The significant optimisation of the resources of the EFSF, without extending the guarantees
underpinning the facility. The options agreed will allow the EFSF resources to be leveraged.
The leverage effect of both options will vary, depending on their specific features and market
conditions, but could be up to 4 or 5, which is expected to yield around 1 trillion euro (around
1.4 trillion dollar). We call on the Eurogroup to finalise the terms and conditions for the
implementation of these modalities in November.

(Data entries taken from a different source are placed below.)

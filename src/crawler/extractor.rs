//! Pattern-based extraction from directory pages
//!
//! This module handles scanning page text for:
//! - Links to sub-units and lecturers (`unit.asp?gguid=` / `lecturer.asp?gguid=`)
//! - The building and room fields of a unit or lecturer page
//!
//! The directory serves loosely structured legacy HTML, so extraction is done
//! with regular expressions pinned to the site's markup. Everything is behind
//! the [`Extractor`] trait so a tree-based parser can replace it.

use crate::location::compose_location;
use crate::state::{ItemBody, ItemKey, ItemType};
use crate::AtlasError;
use regex::Regex;
use scraper::Html;

const UNIT_LINK_PATTERN: &str =
    r#"<a href="unit\.asp\?gguid=(.*?)&amp;tguid=.*?"[^>]*?>(.*?)</a>"#;

const LECTURER_LINK_PATTERN: &str =
    r#"<a href="lecturer\.asp\?gguid=(.*?)&amp;tguid=.*?"[^>]*?>(.*?)</a>"#;

const UNIT_ROOM_PATTERN: &str = concat!(
    r#"<td class="default">Gebäude:</td><td class="default"><span>(.*?)</span></td>"#,
    r#".*?"#,
    r#"<td class="default">Raum:</td><td class="default"><span>(.*?)</span></td>"#,
);

const LECTURER_ROOM_PATTERN: &str =
    r#"<p class="address">Gebäude<img.*?>(.*?)</p><p class="address">Raum<img.*?>(.*?)</p>"#;

/// An item referenced by a page
#[derive(Debug, Clone, PartialEq, Eq)]
pub struct DiscoveredItem {
    pub key: ItemKey,

    /// Text of the anchor that referenced the item
    pub name: String,
}

/// Everything extracted from one page
#[derive(Debug, Clone, Default, PartialEq, Eq)]
pub struct ParsedPage {
    /// Items referenced by the page, in document order
    pub subitems: Vec<DiscoveredItem>,

    pub body: ItemBody,
}

/// Extraction of sub-items and locations from page text
pub trait Extractor: Send + Sync {
    /// Finds all links of the given type on a page
    fn find_subitems(&self, page: &str, item_type: ItemType) -> Vec<DiscoveredItem>;

    /// Extracts the location of the item a page describes
    ///
    /// Pages without location fields yield an empty body.
    fn find_item_location(&self, page: &str, key: &ItemKey) -> ItemBody;

    /// Runs the extraction variant for the item's page type
    ///
    /// Unit pages yield sub-units, lecturers and a location; lecturer pages
    /// only yield a location.
    fn parse_page(&self, page: &str, key: &ItemKey) -> ParsedPage {
        let subitems = match key.item_type() {
            ItemType::Unit => {
                let mut subitems = self.find_subitems(page, ItemType::Unit);
                subitems.extend(self.find_subitems(page, ItemType::Lecturer));
                subitems
            }
            ItemType::Lecturer => Vec::new(),
        };

        ParsedPage {
            subitems,
            body: self.find_item_location(page, key),
        }
    }
}

/// Regex-based extractor for the directory's page markup
#[derive(Debug, Clone)]
pub struct PatternExtractor {
    unit_link: Regex,
    lecturer_link: Regex,
    unit_room: Regex,
    lecturer_room: Regex,
}

impl PatternExtractor {
    /// Compiles the extraction patterns
    pub fn new() -> Result<Self, AtlasError> {
        Ok(Self {
            unit_link: Regex::new(UNIT_LINK_PATTERN)?,
            lecturer_link: Regex::new(LECTURER_LINK_PATTERN)?,
            unit_room: Regex::new(UNIT_ROOM_PATTERN)?,
            lecturer_room: Regex::new(LECTURER_ROOM_PATTERN)?,
        })
    }

    fn link_pattern(&self, item_type: ItemType) -> &Regex {
        match item_type {
            ItemType::Unit => &self.unit_link,
            ItemType::Lecturer => &self.lecturer_link,
        }
    }

    fn room_pattern(&self, item_type: ItemType) -> &Regex {
        match item_type {
            ItemType::Unit => &self.unit_room,
            ItemType::Lecturer => &self.lecturer_room,
        }
    }
}

impl Extractor for PatternExtractor {
    fn find_subitems(&self, page: &str, item_type: ItemType) -> Vec<DiscoveredItem> {
        self.link_pattern(item_type)
            .captures_iter(page)
            .filter_map(|caps| {
                let key_string = caps.get(1)?.as_str().trim();
                if key_string.is_empty() {
                    return None;
                }

                let name = caps.get(2).map(|m| clean_text(m.as_str())).unwrap_or_default();
                let name = if name.is_empty() {
                    key_string.to_string()
                } else {
                    name
                };

                Some(DiscoveredItem {
                    key: ItemKey::new(key_string, item_type),
                    name,
                })
            })
            .collect()
    }

    fn find_item_location(&self, page: &str, key: &ItemKey) -> ItemBody {
        let Some(caps) = self.room_pattern(key.item_type()).captures(page) else {
            tracing::trace!("No location fields on {}", key);
            return ItemBody::empty();
        };

        let building = caps.get(1).map(|m| field_text(m.as_str())).unwrap_or_default();
        let room = caps.get(2).map(|m| field_text(m.as_str())).unwrap_or_default();

        let location = compose_location(&building, &room);
        tracing::trace!("Location of {}: {:?}", key, location);
        ItemBody::new(location)
    }
}

/// Decodes a location field without touching its whitespace
///
/// Reference keys are matched exactly and some carry trailing spaces, so
/// the captured label is kept as served apart from markup and entities.
fn field_text(snippet: &str) -> String {
    if !snippet.contains(['<', '&']) {
        return snippet.to_string();
    }

    let fragment = Html::parse_fragment(snippet);
    fragment.root_element().text().collect()
}

/// Reduces an anchor's HTML to a display name
///
/// Inner markup is dropped, entities are decoded and runs of whitespace are
/// collapsed to single spaces.
fn clean_text(snippet: &str) -> String {
    if !snippet.contains(['<', '&']) {
        return snippet.split_whitespace().collect::<Vec<_>>().join(" ");
    }

    let fragment = Html::parse_fragment(snippet);
    let text: String = fragment.root_element().text().collect();
    text.split_whitespace().collect::<Vec<_>>().join(" ")
}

In addition, further cooperation with the
IMF will be sought to further enhance the EFSF resources.
3.
A comprehensive set of measures to raise confidence in the banking sector by (i) facilitating
access to term-funding through a coordinated approach at EU level and (ii) the increase in the
capital position of banks to 9% of Core Tier 1 by the end of June 2012. National supervisors
must ensure that banks' recapitalisation plans do not lead to excess deleveraging.
4.
An unequivocal commitment to ensure fiscal discipline and accelerate structural reforms for
growth and employment. Particular efforts are being deployed by Spain. New strong
commitments on structural reforms have been made by Italy. Portugal and Ireland will
continue their reform programmes with the support of our crisis mechanisms.
5.
A significant strengthening of economic and fiscal coordination and surveillance. A set of
very specific measures, going beyond and above the recently adopted package on economic
governance, will be put in place.
6.
Ten measures to improve the governance of the Euro area.
7.
A mandate to the President of the European Council, in close collaboration with the President
of the Commission and the President of the Eurogroup, to identify possible steps to strengthen
the economic union, including exploring the possibility of limited Treaty changes. An interim
report will be presented in December 2011. A report on how to implement the agreed
measures will be finalised by March 2012.